In July, The New York Times' Louis Uchitelle wrote of the psychic changes 18-to-29-year-olds — the so called Millennials — faced with their similarly diminished job prospects. His focus in the article was on those young people with a college education who, while still optimistic about their prospects, had begun to change how they viewed themselves and their country. "The Great Depression damaged the self-confidence of the young, and that is beginning to happen now," Mr. Uchitelle reported.

For urban young men, it's more than a question of lost confidence. "The dramatic, historic collapse in teen labor markets needs to be openly and systematically addressed by the U.S. Congress, the Obama Administration, the nation's governors, its local elected officials, workforce development agencies, and educational agencies across the entire nation. The economic future of these young adults and our nation is at stake," the C.S. Mott Foundation concludes its report.

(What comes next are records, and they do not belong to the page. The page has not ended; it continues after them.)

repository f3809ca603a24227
use std::process;

use cyrkana_core::{Engine, EngineError, SchemaReport};

use crate::assets::AssetDir;

macro_rules! die {
    ($result:expr, $($arg:tt)*) => {
        $result.unwrap_or_else(|e| {
            eprintln!($($arg)*, e);
            process::exit(1);
        })
    };
}

/// Diagnostics for one profile, or for every registered profile.
pub fn check_reports(
    engine: &Engine,
    profile_id: Option<&str>,
) -> Result<Vec<SchemaReport>, EngineError> {
    match profile_id {
        Some(id) => Ok(vec![engine.diagnose(id)?]),
        None => engine
            .profiles()?
            .iter()
            .map(|p| engine.diagnose(&p.id))
            .collect(),
    }
}

fn print_report(r: &SchemaReport) {
    let status = if r.is_clean() { "ok" } else { "ISSUES" };
    println!(
        "{} ({}): {} entries, {} prefixes  [{status}]",
        r.profile_id, r.schema_id, r.entry_count, r.prefix_count
    );
    for m in &r.missing_syllables {
        println!("  missing syllable: {} -> {}", m.sequence, m.syllable);
    }
    for s in &r.shadowed_entries {
        println!("  unreachable: {} (commits at {})", s.sequence, s.shadowed_by);
    }
    if !r.unused_keys.is_empty() {
        println!("  unused keys: {}", r.unused_keys.join(" "));
    }
}

/// Exits with status 1 when any report has findings.
pub fn check_cmd(assets: &AssetDir, profile_id: Option<&str>, json: bool) {
    let engine = die!(assets.open_engine(), "Error loading assets: {}");
    let reports = die!(check_reports(&engine, profile_id), "Error: {}");

    if json {
        let out = die!(serde_json::to_string_pretty(&reports), "Error: {}");
        println!("{out}");
    } else {
        for r in &reports {
            print_report(r);
        }
    }

    if reports.iter().any(|r| !r.is_clean()) {
        process::exit(1);
    }
}
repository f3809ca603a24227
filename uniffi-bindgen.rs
fn main() {
    uniffi::uniffi_bindgen_main()
}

"I live in real terror," implored Eleanor Roosevelt in support of the New Deals' NYA, "when I think we may be losing this generation. We have got to bring these young people into the active life of the community and make them feel that they are necessary."

Fascism and Communism were the specters that haunted New Deal-era reformers when they worried about the psychic scars the Depression would leave on American youth. Today, we worry if we have enough police and prison space for our lost generation. We also often live in real terror of young people who have become unnecessary in our America — and who know it.